Personal information
- Born: August 28, 1991 (age 34) Ehime, Japan

Professional wrestling career
- Ring name: Yuko Sakurai
- Billed height: 163 cm (5 ft 4 in)
- Billed weight: 58 kg (128 lb)
- Debut: 2018

= Yuko Sakurai =

Japanese professional wrestler

Yuko Sakurai (櫻井裕子, Sakurai Yuhko) is a Japanese professional wrestler currently working as a freelancer and is best known for her tenure with the Japanese promotion Actwres girl'Z, Ice Ribbon and Pro Wrestling Wave.
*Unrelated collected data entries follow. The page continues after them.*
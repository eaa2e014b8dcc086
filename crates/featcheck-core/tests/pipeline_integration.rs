//! Integration tests running the shipped corpus through the real toolchain.
//!
//! Every test skips itself when no `cc` is installed.

use featcheck_core::{Harness, HarnessConfig, OutcomeKind, Report};
use std::path::{Path, PathBuf};

fn corpus_root() -> PathBuf {
    Path::new(env!("CARGO_MANIFEST_DIR")).join("../../corpus")
}

fn have_cc() -> bool {
    let available = std::process::Command::new("cc")
        .arg("--version")
        .output()
        .map(|o| o.status.success())
        .unwrap_or(false);
    if !available {
        eprintln!("skipping: no `cc` toolchain available");
    }
    available
}

fn config(root: &Path) -> HarnessConfig {
    let mut config = HarnessConfig {
        root: root.to_path_buf(),
        jobs: 4,
        ..Default::default()
    };
    config.sandbox.timeout_ms = 5_000;
    config
}

/// Copy the corpus into a scratch directory so tests can add or edit files.
fn scratch_corpus() -> tempfile::TempDir {
    let dir = tempfile::tempdir().expect("tempdir");
    copy_tree(&corpus_root(), dir.path());
    dir
}

fn copy_tree(from: &Path, to: &Path) {
    std::fs::create_dir_all(to).unwrap();
    for entry in std::fs::read_dir(from).unwrap() {
        let entry = entry.unwrap();
        let target = to.join(entry.file_name());
        if entry.file_type().unwrap().is_dir() {
            copy_tree(&entry.path(), &target);
        } else {
            std::fs::copy(entry.path(), target).unwrap();
        }
    }
}

fn kind_of(report: &Report, id: &str) -> OutcomeKind {
    report
        .outcomes
        .iter()
        .find(|o| o.exemplar == id)
        .unwrap_or_else(|| panic!("no outcome for {}", id))
        .kind
}

async fn run(config: HarnessConfig) -> Report {
    Harness::new(config).run().await.expect("harness run failed")
}

/// Test: every shipped exemplar passes against its fixture
#[tokio::test]
async fn test_corpus_all_pass() {
    if !have_cc() {
        return;
    }

    let report = run(config(&corpus_root())).await;

    assert!(report.success, "{}", report.render_text());
    assert_eq!(report.exit_code(), 0);
    assert_eq!(report.outcomes.len(), 14);
    assert_eq!(report.categories["tests"].pass, 13);
    assert_eq!(report.categories["tests2"].pass, 1);
    assert_ne!(report.run.toolchain, "");
}

/// Test: two runs over an unchanged corpus agree outcome for outcome
#[tokio::test]
async fn test_runs_are_deterministic() {
    if !have_cc() {
        return;
    }

    let first = run(config(&corpus_root())).await;
    let second = run(config(&corpus_root())).await;

    let kinds = |r: &Report| {
        r.outcomes
            .iter()
            .map(|o| (o.exemplar.clone(), o.kind))
            .collect::<Vec<_>>()
    };
    assert_eq!(kinds(&first), kinds(&second));
    assert_eq!(first.run.corpus_digest, second.run.corpus_digest);
    assert_ne!(first.run.run_id, second.run.run_id);
    assert_eq!(kind_of(&first, "tests/pointer.c"), OutcomeKind::Pass);
}

/// Test: concurrent runs that write the same relative file never see each other
#[tokio::test]
async fn test_concurrent_file_io_is_isolated() {
    if !have_cc() {
        return;
    }

    let corpus = scratch_corpus();
    let tests = corpus.path().join("tests");
    std::fs::copy(tests.join("file_io.c"), tests.join("file_io_copy.c")).unwrap();
    std::fs::copy(tests.join("file_io.stdout"), tests.join("file_io_copy.stdout")).unwrap();

    // Appends, so a shared working directory would show more than one line.
    let append = r#"#include "io.c"
int main(void) {
  FILE *f = fopen("test.txt", "a");
  if (f == NULL) return 1;
  fprintf(f, "x\n");
  fclose(f);
  f = fopen("test.txt", "r");
  int lines = 0, c;
  while ((c = fgetc(f)) != EOF) if (c == '\n') lines++;
  fclose(f);
  printf("lines: %d\n", lines);
  return 0;
}
"#;
    for name in ["append_a", "append_b", "append_c"] {
        std::fs::write(tests.join(format!("{}.c", name)), append).unwrap();
        std::fs::write(tests.join(format!("{}.stdout", name)), "lines: 1\n").unwrap();
    }

    let mut config = config(corpus.path());
    config.jobs = 2;
    let report = run(config).await;

    for id in [
        "tests/file_io.c",
        "tests/file_io_copy.c",
        "tests/append_a.c",
        "tests/append_b.c",
        "tests/append_c.c",
    ] {
        assert_eq!(kind_of(&report, id), OutcomeKind::Pass, "{}", report.render_text());
    }
    assert!(!corpus.path().join("test.txt").exists());
    assert!(!tests.join("test.txt").exists());
}

/// Test: an infinite loop is classified as a timeout and does not hold up the run
#[tokio::test]
async fn test_infinite_loop_times_out() {
    if !have_cc() {
        return;
    }

    let corpus = scratch_corpus();
    std::fs::write(
        corpus.path().join("tests/spin.c"),
        "#include \"io.c\"\nint main(void) { volatile int x = 0; for (;;) { x++; } return 0; }\n",
    )
    .unwrap();

    let mut config = config(corpus.path());
    config.sandbox.timeout_ms = 500;
    let report = run(config).await;

    let spin = report
        .outcomes
        .iter()
        .find(|o| o.exemplar == "tests/spin.c")
        .unwrap();
    assert_eq!(spin.kind, OutcomeKind::Timeout);
    assert!(spin.duration_ms < 30_000, "took {}ms", spin.duration_ms);
    assert_eq!(report.totals.pass, 14);
    assert_eq!(report.exit_code(), 1);
}

/// Test: a syntax error only affects its own exemplar
#[tokio::test]
async fn test_compile_failure_is_isolated() {
    if !have_cc() {
        return;
    }

    let corpus = scratch_corpus();
    std::fs::write(
        corpus.path().join("tests/broken.c"),
        "#include \"io.c\"\nint main(void) { int x = 1 return x; }\n",
    )
    .unwrap();

    let report = run(config(corpus.path())).await;

    let broken = report
        .outcomes
        .iter()
        .find(|o| o.exemplar == "tests/broken.c")
        .unwrap();
    assert_eq!(broken.kind, OutcomeKind::CompileFailure);
    assert!(broken.detail.as_deref().unwrap_or("").contains("broken.c"));
    assert_eq!(report.totals.compile_failure, 1);
    assert_eq!(report.totals.pass, 14);
    assert!(report.summary_line().contains("1 compile failure(s)"));
}

/// Test: the loop exemplar must print exactly 55 for each method
#[tokio::test]
async fn test_loop_off_by_one_is_mismatch() {
    if !have_cc() {
        return;
    }

    for wrong in ["54", "56"] {
        let corpus = scratch_corpus();
        let fixture = corpus.path().join("tests/loop.stdout");
        let expected = std::fs::read_to_string(&fixture).unwrap();
        std::fs::write(&fixture, expected.replace(": 55", &format!(": {}", wrong))).unwrap();

        let mut config = config(corpus.path());
        config.categories = vec!["tests".to_string()];
        let report = run(config).await;

        let looped = report
            .outcomes
            .iter()
            .find(|o| o.exemplar == "tests/loop.c")
            .unwrap();
        assert_eq!(looped.kind, OutcomeKind::RuntimeMismatch);
        assert!(looped.explanation.contains("line 1"), "{}", looped.explanation);
        assert_eq!(report.totals.runtime_mismatch, 1);
    }
}

/// Test: the bitwise exemplar reports the expected values for a=5, b=3
#[tokio::test]
async fn test_bitwise_exemplar() {
    if !have_cc() {
        return;
    }

    let mut config = config(&corpus_root());
    config.categories = vec!["tests2".to_string()];
    let report = run(config).await;

    assert_eq!(report.outcomes.len(), 1);
    assert_eq!(kind_of(&report, "tests2/bitwise.c"), OutcomeKind::Pass);

    let fixture = std::fs::read_to_string(corpus_root().join("tests2/bitwise.stdout")).unwrap();
    for value in ["= 1\n", "= 7\n", "= 6\n", "= -6\n", "= 10\n", "= 2\n"] {
        assert!(fixture.contains(value), "missing {:?}", value);
    }
}

/// Test: a missing toolchain fails the run instead of producing outcomes
#[tokio::test]
async fn test_missing_toolchain_fails_run() {
    let mut config = config(&corpus_root());
    config.toolchain.program = "featcheck-no-such-cc".to_string();

    let err = Harness::new(config).run().await.unwrap_err();
    assert!(err.to_string().contains("featcheck-no-such-cc"));
}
==Professional wrestling career==
===Independent circuit (2018–present)===
Due to being a freelancer, Sakurai is known for competing in various promotions from the Japanese independent scene. At a house show promoted by Pure-J on September 4, 2022, she unsuccessfully challenged Crea for the Princess of Pro Wrestling Championship. At SEAdLINNNG October Fist!, an event promoted by Seadlinnng on October 19, 2022, Sakurai teamed up with Saki and unsuccessfully challenged Las Fresa de Egoistas (Asuka and Makoto) for the Beyond the Sea Tag Team Championship. At WAVE Survival Dance ~ Regina Challenge, an event promoted by Pro Wrestling Wave on October 24, 2022, Sakurai competed in a battle royal to determine the number one contender for the Wave Single Championship won by Yuki Miyazaki and also involving notable opponents such as Akari, Aoi, Ayame Sasamura, Cherry, Yumi Ohka, Miyako Matsumoto and many others.

===Actwres girl'Z (2018–present)===
Sakurai made her professional wrestling debut in Actwres girl'Z at AgZ Actwres girl'Z In Korakuen On November 15, 2018, where she unsuccessfully competed in a four-way match won by Yumiko Hotta and also involving Ayumi Hayashi and Misa Matsui.

===Ice Ribbon (2021–present)===
Sakurai made her first appearance in Ice Ribbon at New Ice Ribbon #1161 ~ Sweet November on November 28, 2021, where she teamed up with Akane Fujita in a losing effort against Rebel X Enemy (Maika Ozaki and Ram Kaicho). At New Ice Ribbon #1204 on May 28, 2022, she participated in a tournament for the vacant ICE Cross Infinity Championship where she fell short to Makoto in the first rounds. At New Ice Ribbon #1194 on April 23, 2022, Sakurai teamed up with Asahi, Hamuko Hoshi, Ibuki Hoshi, Kaho Matsushita, Kiku, Nao Ishikawa, Rina Amikura, Saran, Yappy and Yuki Mashiro to defeat Dropkickers (Tsukasa Fujimoto and Tsukushi Haruka) in an eleven-on-two handicap match. At the Kizuna Tournament, Ice Ribbon's greatest yearly event, Sakurai teamed up with Asahi and defeated Saori Anou and Sumika Yanagawa but fell short to Amin and Ibuki Hoshi in the semifinals held on the same night on October 30, 2022.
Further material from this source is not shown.